Turn-out estimates are vague, but obviously substantial, to judge by the statements "Tens of thousands of protesters fed up with government spending marched to the U.S. Capitol on Saturday ..." and "The line of protesters clogged several blocks near capitol, according to the D.C. Homeland Security and Emergency Management Agency." I take that to mean "a whole lot of people showed up." If I remember right, the D.C. authorities have stopped releasing crowd-size guesstimates in order to avoid ruffling feathers, so we'll just have to work with the post-protest claims and counter-claims by supporters and opponents.
Perhaps the most important paragraph in the piece is the following:
Many protesters said they paid their own way to the event — an ethic they believe should be applied to the government. They say unchecked spending on things like a government-run health insurance option could increase inflation and lead to economic ruin.That not only underlines a major motivation for the protest, it undercuts charges that the day is an exercise in "astroturfing."
It sounds like the event is staying reasonably on-topic, with opposition to expanding the role and expense of the state.
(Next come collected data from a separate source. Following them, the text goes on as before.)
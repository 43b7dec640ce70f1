// quality-core/src/domain/rules/violation.rs

use super::model::{BusinessRule, QualityDimension, Severity};
use serde::{Deserialize, Serialize};

#[derive(Debug, Clone, PartialEq, Eq, Hash, Serialize, Deserialize)]
pub struct RuleViolation {
    pub rule_id: String,
    pub record_id: String,
    pub dimension: QualityDimension,
    pub severity: Severity,
    pub message: String,
}

impl RuleViolation {
    pub fn from_rule(rule: &BusinessRule, record_id: &str) -> Self {
        Self {
            rule_id: rule.id.clone(),
            record_id: record_id.to_string(),
            dimension: rule.dimension,
            severity: rule.severity,
            message: render_message(rule, record_id),
        }
    }
}

fn render_message(rule: &BusinessRule, record_id: &str) -> String {
    match rule.message.as_deref() {
        Some(template) => template
            .replace("{ruleId}", &rule.id)
            .replace("{recordId}", record_id)
            .replace("{dimension}", rule.dimension.as_str())
            .replace("{severity}", rule.severity.as_str()),
        None => {
            let what = rule
                .description
                .as_deref()
                .or(rule.name.as_deref())
                .unwrap_or(&rule.expression);
            format!(
                "[{}/{}] Rule '{}' failed for record '{}': {}",
                rule.dimension, rule.severity, rule.id, record_id, what
            )
        }
    }
}

#[derive(Debug, Clone, Copy, PartialEq, Eq, Serialize, Deserialize)]
#[serde(rename_all = "snake_case")]
pub enum ExemptionReason {
    /// The evaluation date is outside the rule's effective window.
    OutsideEffectiveWindow,
    /// An explicit waiver covers this (rule, entity) pair.
    Waiver,
}

/// A rule that could not be evaluated for a record (authoring error).
#[derive(Debug, Clone, PartialEq, Serialize, Deserialize)]
pub struct RuleFailure {
    pub rule_id: String,
    pub dimension: QualityDimension,
    pub expression: String,
    pub message: String,
}

#[derive(Debug, Clone, PartialEq, Serialize, Deserialize)]
#[serde(tag = "outcome", rename_all = "snake_case")]
pub enum ExecutionOutcome {
    Passed,
    Violated(RuleViolation),
    Exempted { reason: ExemptionReason },
    Failed(RuleFailure),
}

impl ExecutionOutcome {
    /// Only Passed and Violated count toward dimension scores.
    pub fn is_counted(&self) -> bool {
        matches!(self, ExecutionOutcome::Passed | ExecutionOutcome::Violated(_))
    }
}
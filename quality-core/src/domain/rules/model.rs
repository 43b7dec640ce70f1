// quality-core/src/domain/rules/model.rs

use crate::domain::expression::Value;
use chrono::NaiveDate;
use serde::{Deserialize, Serialize};
use std::fmt;
use tracing::warn;

#[derive(Debug, Clone, Copy, PartialEq, Eq, Hash, PartialOrd, Ord, Serialize, Deserialize)]
#[serde(rename_all = "SCREAMING_SNAKE_CASE")]
pub enum Severity {
    Critical,
    High,
    Medium,
    Low,
}

impl Severity {
    pub fn as_str(&self) -> &'static str {
        match self {
            Severity::Critical => "CRITICAL",
            Severity::High => "HIGH",
            Severity::Medium => "MEDIUM",
            Severity::Low => "LOW",
        }
    }
}

impl fmt::Display for Severity {
    fn fmt(&self, f: &mut fmt::Formatter<'_>) -> fmt::Result {
        f.write_str(self.as_str())
    }
}

#[derive(Debug, Clone, Copy, PartialEq, Eq, Hash, PartialOrd, Ord, Serialize, Deserialize)]
#[serde(rename_all = "SCREAMING_SNAKE_CASE")]
pub enum QualityDimension {
    Completeness,
    Accuracy,
    Consistency,
    Timeliness,
    Uniqueness,
    Validity,
}

impl QualityDimension {
    pub const ALL: [QualityDimension; 6] = [
        QualityDimension::Completeness,
        QualityDimension::Accuracy,
        QualityDimension::Consistency,
        QualityDimension::Timeliness,
        QualityDimension::Uniqueness,
        QualityDimension::Validity,
    ];

    pub fn as_str(&self) -> &'static str {
        match self {
            QualityDimension::Completeness => "COMPLETENESS",
            QualityDimension::Accuracy => "ACCURACY",
            QualityDimension::Consistency => "CONSISTENCY",
            QualityDimension::Timeliness => "TIMELINESS",
            QualityDimension::Uniqueness => "UNIQUENESS",
            QualityDimension::Validity => "VALIDITY",
        }
    }
}

impl fmt::Display for QualityDimension {
    fn fmt(&self, f: &mut fmt::Formatter<'_>) -> fmt::Result {
        f.write_str(self.as_str())
    }
}

fn default_enabled() -> bool {
    true
}

/// A stored rule definition. Never mutated by the engine.
#[derive(Debug, Clone, PartialEq, Serialize, Deserialize)]
pub struct BusinessRule {
    pub id: String,
    /// `None` means the rule applies to every bank.
    #[serde(default)]
    pub bank_id: Option<String>,
    #[serde(default)]
    pub name: Option<String>,
    #[serde(default)]
    pub description: Option<String>,
    pub expression: String,
    pub severity: Severity,
    pub dimension: QualityDimension,
    #[serde(default = "default_enabled")]
    pub enabled: bool,
    #[serde(default)]
    pub execution_order: i32,
    #[serde(default)]
    pub effective_from: Option<NaiveDate>,
    #[serde(default)]
    pub effective_to: Option<NaiveDate>,
    /// Violation message template. Placeholders: `{ruleId}`, `{recordId}`,
    /// `{dimension}`, `{severity}`.
    #[serde(default)]
    pub message: Option<String>,
}

impl BusinessRule {
    pub fn new(
        id: impl Into<String>,
        expression: impl Into<String>,
        dimension: QualityDimension,
        severity: Severity,
    ) -> Self {
        Self {
            id: id.into(),
            bank_id: None,
            name: None,
            description: None,
            expression: expression.into(),
            severity,
            dimension,
            enabled: true,
            execution_order: 0,
            effective_from: None,
            effective_to: None,
            message: None,
        }
    }

    /// Inclusive `[effective_from, effective_to]`, open-ended when a bound is missing.
    pub fn is_effective_on(&self, date: NaiveDate) -> bool {
        self.effective_from.is_none_or(|from| from <= date)
            && self.effective_to.is_none_or(|to| date <= to)
    }

    pub fn applies_to_bank(&self, bank_id: &str) -> bool {
        self.bank_id.as_deref().is_none_or(|b| b == bank_id)
    }
}

#[derive(Debug, Clone, Copy, PartialEq, Eq, Serialize, Deserialize)]
#[serde(rename_all = "snake_case")]
pub enum ParameterKind {
    Text,
    Number,
    Integer,
    Boolean,
    Date,
    List,
}

/// Named, rule-scoped configuration value (thresholds, whitelists...).
#[derive(Debug, Clone, PartialEq, Serialize, Deserialize)]
pub struct RuleParameter {
    pub rule_id: String,
    pub name: String,
    pub value: String,
    #[serde(default)]
    pub kind: Option<ParameterKind>,
}

impl RuleParameter {
    pub fn new(rule_id: impl Into<String>, name: impl Into<String>, value: impl Into<String>) -> Self {
        Self {
            rule_id: rule_id.into(),
            name: name.into(),
            value: value.into(),
            kind: None,
        }
    }

    pub fn with_kind(mut self, kind: ParameterKind) -> Self {
        self.kind = Some(kind);
        self
    }

    /// Converts the raw string into a rule-language value.
    /// Untyped: comma-separated values become a list, numbers and booleans are detected,
    /// anything else stays text. A typed value that fails to parse falls back to text.
    pub fn typed_value(&self) -> Value {
        let raw = self.value.trim();
        match self.kind {
            Some(ParameterKind::Text) => Value::Text(self.value.clone()),
            Some(ParameterKind::List) => Value::parse_list(raw),
            Some(ParameterKind::Number | ParameterKind::Integer) => match raw.parse::<f64>() {
                Ok(n) if self.kind == Some(ParameterKind::Integer) => Value::Number(n.trunc()),
                Ok(n) => Value::Number(n),
                Err(_) => self.fallback("number"),
            },
            Some(ParameterKind::Boolean) => match raw.to_ascii_lowercase().as_str() {
                "true" | "yes" | "1" => Value::Bool(true),
                "false" | "no" | "0" => Value::Bool(false),
                _ => self.fallback("boolean"),
            },
            Some(ParameterKind::Date) => match Value::Text(raw.to_string()).as_date() {
                Some(date) => Value::Date(date),
                None => self.fallback("date"),
            },
            None if raw.contains(',') => Value::parse_list(raw),
            None => {
                if let Ok(n) = raw.parse::<f64>() {
                    Value::Number(n)
                } else if raw.eq_ignore_ascii_case("true") || raw.eq_ignore_ascii_case("false") {
                    Value::Bool(raw.eq_ignore_ascii_case("true"))
                } else {
                    Value::Text(self.value.clone())
                }
            }
        }
    }

    fn fallback(&self, expected: &str) -> Value {
        warn!(
            rule_id = %self.rule_id,
            parameter = %self.name,
            value = %self.value,
            "Parameter is not a valid {expected}, using it as text"
        );
        Value::Text(self.value.clone())
    }
}

/// Time-bounded waiver excusing one entity from one rule.
#[derive(Debug, Clone, PartialEq, Serialize, Deserialize)]
pub struct Exemption {
    pub rule_id: String,
    pub entity_id: String,
    #[serde(default)]
    pub valid_from: Option<NaiveDate>,
    #[serde(default)]
    pub valid_to: Option<NaiveDate>,
    #[serde(default)]
    pub reason: Option<String>,
}

impl Exemption {
    pub fn covers(&self, date: NaiveDate) -> bool {
        self.valid_from.is_none_or(|from| from <= date) && self.valid_to.is_none_or(|to| date <= to)
    }
}
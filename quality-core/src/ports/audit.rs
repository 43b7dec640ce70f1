// quality-core/src/ports/audit.rs

// Execution log sink. One event per rule per record.
// Writes are fire-and-forget: the validation path never waits on, nor fails because of, the sink.

use async_trait::async_trait;
use chrono::{DateTime, Utc};
use serde::{Deserialize, Serialize};
use thiserror::Error;

#[derive(Debug, Clone, Copy, PartialEq, Eq, Serialize, Deserialize)]
#[serde(rename_all = "snake_case")]
pub enum AuditOutcome {
    Passed,
    Violated,
    Exempted,
    Inapplicable,
    Failed,
}

#[derive(Debug, Clone, Serialize, Deserialize)]
pub struct AuditEvent {
    pub batch_id: String,
    pub rule_id: String,
    pub record_id: String,
    pub outcome: AuditOutcome,
    pub duration_micros: u64,
    pub error: Option<String>,
    pub recorded_at: DateTime<Utc>,
    /// Sanitized subset of the rule context (identifiers and a few key fields only).
    pub context: serde_json::Value,
}

#[derive(Error, Debug)]
#[error("Audit sink error: {0}")]
pub struct AuditError(pub String);

#[async_trait]
pub trait AuditSink: Send + Sync {
    async fn record_execution(&self, event: &AuditEvent) -> Result<(), AuditError>;
}
use anyhow::{bail, Context, Result};
use clap::Args;
use tokio::io::{AsyncBufReadExt, BufReader};
use tokio::sync::broadcast::error::RecvError;
use tracing::{info, warn};

use action_locator::InMemoryPage;
use voicecart_core_types::TextPart;
use voicecart_dispatcher::{MemoryRouter, NavAssistant, Navigator, ToolCallDispatcher};
use voicecart_event_bus::{AppEvent, InMemoryBus};
use voicecart_live_session::{
    GeminiLiveSession, GenerationOptions, LiveSession, ResponseModality,
};

use crate::cli::context::CliContext;

#[derive(Args, Clone, Debug)]
pub struct LiveArgs {
    /// Route the in-memory storefront starts on
    #[arg(long, default_value = "/")]
    pub start: String,
}

pub async fn cmd_live(args: LiveArgs, ctx: &CliContext) -> Result<()> {
    let config = ctx.config();
    let Some(api_key) = config.session.api_key.clone() else {
        bail!("no API key configured; set VOICECART_API_KEY or GEMINI_API_KEY");
    };

    let page = InMemoryPage::storefront();
    let router = MemoryRouter::new(args.start);
    let bus = InMemoryBus::<AppEvent>::new(32);
    let session = GeminiLiveSession::new(config.session.endpoint.clone(), Some(api_key));

    let dispatcher = ToolCallDispatcher::builder(config.assistant.clone())
        .with_session(session.clone())
        .with_ui(page.clone())
        .with_navigator(router.clone())
        .build()?;
    // Turns come from stdin, so replies come back as text.
    let options = GenerationOptions {
        response_modality: ResponseModality::Text,
        ..config.session.generation_options()
    };
    let assistant = NavAssistant::mount(dispatcher, bus, &config.session.model, options);

    let mut model_text = session.subscribe_text();
    let text_printer = tokio::spawn(async move {
        loop {
            match model_text.recv().await {
                Ok(text) => println!("model     {}", text.trim_end()),
                Err(RecvError::Lagged(skipped)) => warn!(skipped, "model text lagged"),
                Err(RecvError::Closed) => break,
            }
        }
    });
    let mut location = router.location();
    let route_printer = tokio::spawn(async move {
        while location.changed().await.is_ok() {
            let path = location.borrow_and_update().clone();
            println!("navigate  {path}");
        }
    });

    session
        .connect()
        .await
        .context("connecting to the live session")?;
    println!("Connected. Type a message, /state to inspect, /quit to leave.");

    let mut lines = BufReader::new(tokio::io::stdin()).lines();
    loop {
        let line = tokio::select! {
            _ = tokio::signal::ctrl_c() => break,
            line = lines.next_line() => line.context("reading stdin")?,
        };
        let Some(line) = line else { break };
        match line.trim() {
            "" => continue,
            "/quit" => break,
            "/state" => {
                let state = assistant.dispatcher().flow().state();
                println!(
                    "state     session={} pending={} route={} clicks={:?}",
                    session.state(),
                    state.pending.as_str(),
                    router.current(),
                    page.clicked_labels()
                );
            }
            text => session.send(vec![TextPart::new(text)]),
        }
    }

    info!("leaving live session");
    assistant.unmount().await;
    session.disconnect().await;
    text_printer.abort();
    route_printer.abort();
    Ok(())
}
Nice take here from the Washington Post:
The groups behind the protests include a broad array of self-described libertarians, independents and other factions, who have emerged as a force largely independent of GOP leaders in Washington. Some of that is by design: Leading activists among the conservative groups say they remain suspicious of a party that endorsed runaway deficits, a Wall Street bailout and other Bush-era policies they found objectionable.The media seems to have moved beyond the claim that this is some sort of fake protest, to growing concern that the peasants really are revolting without any insiders at their head.